Large studies have found that heel ultrasound can predict hip fracture risk about as well as DXA in postmenopausal women over 65. The problem is that there are no established treatment guidelines based on ultrasound scores alone, and the test can’t reliably track changes in bone density over time. So if your heel ultrasound comes back abnormal, you’ll still need a full DXA scan to confirm the diagnosis and establish a baseline for monitoring. Think of peripheral tests as a useful first alert, not a replacement for DXA.
QCT Scans: A 3D Alternative
Quantitative computed tomography, or QCT, uses a standard CT scanner to measure bone density in three dimensions rather than the flat, two-dimensional image a DXA produces. This gives it a distinct advantage at the spine, where it can isolate the spongy interior bone (trabecular bone) that deteriorates first in osteoporosis, without interference from arthritis or calcified blood vessels that can falsely inflate DXA readings.
QCT involves more radiation than DXA and costs more, so it’s not the first-line test for most people. It’s most useful when DXA results are unreliable, for instance in people with severe arthritis in the spine, or when a CT scan is already being done for another reason and bone density can be assessed from the same images.
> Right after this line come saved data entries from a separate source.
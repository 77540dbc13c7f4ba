//! Shared infrastructure: tracing setup and HTTP middleware

pub mod middleware;
pub mod telemetry;

pub use middleware::{get_request_id, request_id_middleware, RequestId, REQUEST_ID_HEADER};
pub use telemetry::init_telemetry;
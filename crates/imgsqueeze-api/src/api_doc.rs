//! OpenAPI documentation, served at `/api/openapi.json` and rendered at `/docs`.

use utoipa::OpenApi;

use crate::error;
use crate::handlers;
use imgsqueeze_core::models;

pub fn get_openapi_spec() -> utoipa::openapi::OpenApi {
    ApiDoc::openapi()
}

#[derive(OpenApi)]
#[openapi(
    info(
        title = "Imgsqueeze API",
        version = "1.0.0",
        description = "Image compression service. Upload images as multipart forms to resize and re-encode them as WebP, JPEG, PNG or GIF, one at a time or in batches."
    ),
    paths(
        handlers::health::health_check,
        handlers::formats::list_formats,
        handlers::compress::compress_image,
        handlers::batch::compress_batch,
    ),
    components(schemas(
        error::ErrorResponse,
        models::HealthResponse,
        models::FormatsResponse,
        models::BatchResponse,
        models::BatchSummary,
        models::BatchItemResult,
        models::TargetFormat,
        models::OutputFormat,
    )),
    tags(
        (name = "service", description = "Health and capability endpoints"),
        (name = "compression", description = "Single and batch image compression")
    )
)]
pub struct ApiDoc;
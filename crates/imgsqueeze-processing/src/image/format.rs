//! Source format sniffing

use image::ImageFormat;
use imgsqueeze_core::models::SourceFormat;

/// Detect the container format from magic bytes. Unrecognized data is `Unknown`.
pub fn detect_source(data: &[u8]) -> SourceFormat {
    match image::guess_format(data) {
        Ok(ImageFormat::Png) => SourceFormat::Png,
        Ok(ImageFormat::Jpeg) => SourceFormat::Jpeg,
        Ok(ImageFormat::Gif) => SourceFormat::Gif,
        Ok(ImageFormat::WebP) => SourceFormat::WebP,
        Ok(ImageFormat::Bmp) => SourceFormat::Bmp,
        Ok(ImageFormat::Tiff) => SourceFormat::Tiff,
        _ => SourceFormat::Unknown,
    }
}
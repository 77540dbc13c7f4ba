//! API constants

use axum::http::HeaderName;

/// Multipart field carrying the single upload
pub const FILE_FIELD: &str = "file";

/// Multipart field carrying batch uploads
pub const FILES_FIELD: &str = "files";

/// Optional JSON settings text field
pub const SETTINGS_FIELD: &str = "settings";

/// Largest accepted non-file field (the settings JSON)
pub const MAX_FIELD_VALUE_BYTES: usize = 1024 * 1024;

/// Headroom for multipart boundaries and part headers on top of file bytes
pub const MULTIPART_OVERHEAD_BYTES: usize = 1024 * 1024;

pub const HEADER_ORIGINAL_SIZE: HeaderName = HeaderName::from_static("x-original-size");
pub const HEADER_COMPRESSED_SIZE: HeaderName = HeaderName::from_static("x-compressed-size");
pub const HEADER_COMPRESSION_RATIO: HeaderName = HeaderName::from_static("x-compression-ratio");
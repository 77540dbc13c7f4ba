//! Tracing subscriber initialization

mod init;

pub use init::{init_telemetry, DEFAULT_LOG_FILTER};
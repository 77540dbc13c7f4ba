use std::sync::Arc;

use axum::{extract::State, Json};
use chrono::Utc;
use imgsqueeze_core::models::HealthResponse;

use crate::state::AppState;

/// Service liveness and feature summary
#[utoipa::path(
    get,
    path = "/api/health",
    tag = "service",
    responses(
        (status = 200, description = "Service is running", body = HealthResponse)
    )
)]
pub async fn health_check(State(state): State<Arc<AppState>>) -> Json<HealthResponse> {
    Json(HealthResponse::new(
        state.config.max_file_size_bytes(),
        Utc::now(),
    ))
}
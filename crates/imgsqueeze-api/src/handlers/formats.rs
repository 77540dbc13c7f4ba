use std::sync::Arc;

use axum::{extract::State, Json};
use imgsqueeze_core::models::FormatsResponse;

use crate::state::AppState;

/// Accepted input formats and available output options.
///
/// Depends only on configuration, so repeated calls return the same document.
#[utoipa::path(
    get,
    path = "/api/formats",
    tag = "service",
    responses(
        (status = 200, description = "Capability descriptor", body = FormatsResponse)
    )
)]
pub async fn list_formats(State(state): State<Arc<AppState>>) -> Json<FormatsResponse> {
    Json(FormatsResponse::new(
        state.config.max_file_size_bytes(),
        state.config.allowed_extensions(),
    ))
}
//! Compression outcome and batch summary models.

use serde::Serialize;
use utoipa::ToSchema;

/// Percentage saved, rounded to one decimal place. Negative when the output grew.
pub fn compression_ratio(original_size: u64, compressed_size: u64) -> f64 {
    if original_size == 0 {
        return 0.0;
    }
    let saved = original_size as f64 - compressed_size as f64;
    let ratio = (saved / original_size as f64 * 1000.0).round() / 10.0;
    // -0.0 would render as "-0"
    if ratio == 0.0 {
        0.0
    } else {
        ratio
    }
}

/// One entry of a batch response.
#[derive(Debug, Clone, PartialEq, Serialize, ToSchema)]
#[serde(rename_all = "camelCase")]
pub struct BatchItemResult {
    pub original_name: String,
    #[serde(skip_serializing_if = "Option::is_none")]
    pub output_name: Option<String>,
    #[serde(skip_serializing_if = "Option::is_none")]
    pub original_size: Option<u64>,
    #[serde(skip_serializing_if = "Option::is_none")]
    pub compressed_size: Option<u64>,
    #[serde(skip_serializing_if = "Option::is_none")]
    pub compression_ratio: Option<f64>,
    pub success: bool,
    #[serde(skip_serializing_if = "Option::is_none")]
    pub error: Option<String>,
}

impl BatchItemResult {
    pub fn succeeded(
        original_name: impl Into<String>,
        output_name: impl Into<String>,
        original_size: u64,
        compressed_size: u64,
        compression_ratio: f64,
    ) -> Self {
        Self {
            original_name: original_name.into(),
            output_name: Some(output_name.into()),
            original_size: Some(original_size),
            compressed_size: Some(compressed_size),
            compression_ratio: Some(compression_ratio),
            success: true,
            error: None,
        }
    }

    pub fn failed(original_name: impl Into<String>, error: impl Into<String>) -> Self {
        Self {
            original_name: original_name.into(),
            output_name: None,
            original_size: None,
            compressed_size: None,
            compression_ratio: None,
            success: false,
            error: Some(error.into()),
        }
    }
}

/// Aggregate statistics over a batch run.
#[derive(Debug, Clone, PartialEq, Serialize, ToSchema)]
#[serde(rename_all = "camelCase")]
pub struct BatchSummary {
    pub total: usize,
    pub successful: usize,
    pub failed: usize,
    pub total_original_size: u64,
    pub total_compressed_size: u64,
    pub overall_compression_ratio: f64,
    pub space_saved: i64,
}

impl BatchSummary {
    /// Fold per-file results. Failed items carry no sizes and contribute nothing to totals.
    pub fn from_results(results: &[BatchItemResult]) -> Self {
        let successful = results.iter().filter(|r| r.success).count();
        let total_original_size: u64 = results.iter().filter_map(|r| r.original_size).sum();
        let total_compressed_size: u64 = results.iter().filter_map(|r| r.compressed_size).sum();

        Self {
            total: results.len(),
            successful,
            failed: results.len() - successful,
            total_original_size,
            total_compressed_size,
            overall_compression_ratio: compression_ratio(total_original_size, total_compressed_size),
            space_saved: total_original_size as i64 - total_compressed_size as i64,
        }
    }
}

/// Body of a successful batch request.
#[derive(Debug, Clone, PartialEq, Serialize, ToSchema)]
pub struct BatchResponse {
    pub success: bool,
    pub summary: BatchSummary,
    pub results: Vec<BatchItemResult>,
}

impl BatchResponse {
    pub fn new(results: Vec<BatchItemResult>) -> Self {
        Self {
            success: true,
            summary: BatchSummary::from_results(&results),
            results,
        }
    }
}

#[cfg(test)]
mod tests {
    use super::*;

    #[test]
    fn test_compression_ratio_rounding() {
        assert_eq!(compression_ratio(1000, 250), 75.0);
        assert_eq!(compression_ratio(3, 2), 33.3);
        assert_eq!(compression_ratio(3, 1), 66.7);
    }

    #[test]
    fn test_compression_ratio_negative_when_inflated() {
        assert_eq!(compression_ratio(100, 150), -50.0);
    }

    #[test]
    fn test_compression_ratio_tiny_growth_is_plain_zero() {
        let ratio = compression_ratio(10_000, 10_001);
        assert_eq!(ratio, 0.0);
        assert!(ratio.is_sign_positive());
        assert_eq!(ratio.to_string(), "0");
    }

    #[test]
    fn test_compression_ratio_zero_original() {
        assert_eq!(compression_ratio(0, 0), 0.0);
    }

    #[test]
    fn test_summary_counts_and_totals() {
        let results = vec![
            BatchItemResult::succeeded("a.png", "a.webp", 1000, 400, 60.0),
            BatchItemResult::failed("b.png", "decode error"),
            BatchItemResult::succeeded("c.jpg", "c.webp", 1000, 600, 40.0),
        ];
        let summary = BatchSummary::from_results(&results);
        assert_eq!(summary.total, 3);
        assert_eq!(summary.successful, 2);
        assert_eq!(summary.failed, 1);
        assert_eq!(summary.successful + summary.failed, summary.total);
        assert_eq!(summary.total_original_size, 2000);
        assert_eq!(summary.total_compressed_size, 1000);
        assert_eq!(summary.overall_compression_ratio, 50.0);
        assert_eq!(summary.space_saved, 1000);
    }

    #[test]
    fn test_summary_all_failed_has_zero_ratio() {
        let results = vec![BatchItemResult::failed("x.gif", "boom")];
        let summary = BatchSummary::from_results(&results);
        assert_eq!(summary.successful, 0);
        assert_eq!(summary.failed, 1);
        assert_eq!(summary.overall_compression_ratio, 0.0);
        assert_eq!(summary.space_saved, 0);
    }

    #[test]
    fn test_batch_item_serialization_shape() {
        let ok = serde_json::to_value(BatchItemResult::succeeded("a.png", "a.webp", 10, 5, 50.0))
            .expect("serialize");
        assert_eq!(ok["originalName"], "a.png");
        assert_eq!(ok["outputName"], "a.webp");
        assert_eq!(ok["compressionRatio"], 50.0);
        assert_eq!(ok["success"], true);
        assert!(ok.get("error").is_none());

        let failed =
            serde_json::to_value(BatchItemResult::failed("b.png", "bad")).expect("serialize");
        assert_eq!(failed["success"], false);
        assert_eq!(failed["error"], "bad");
        assert!(failed.get("originalSize").is_none());
    }
}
This “opportunistic” screening is gaining traction as a way to catch osteoporosis in people who might never get a standalone DXA.
Insurance and How Often to Test
Medicare covers a bone density test once every 24 months if you meet certain criteria: you’re a woman determined to be estrogen-deficient and at risk, your X-rays suggest bone loss or vertebral fractures, you’re taking or about to start steroid medications, you’ve been diagnosed with primary hyperparathyroidism, or you’re being monitored on osteoporosis treatment. More frequent testing is covered when deemed medically necessary.
Most private insurers follow similar rules, covering screening DXA scans for women 65 and older and for younger patients with documented risk factors. If you’re unsure about your coverage, call your insurance before scheduling. The out-of-pocket cost for a DXA scan without insurance typically ranges from $100 to $300, depending on the facility and your location.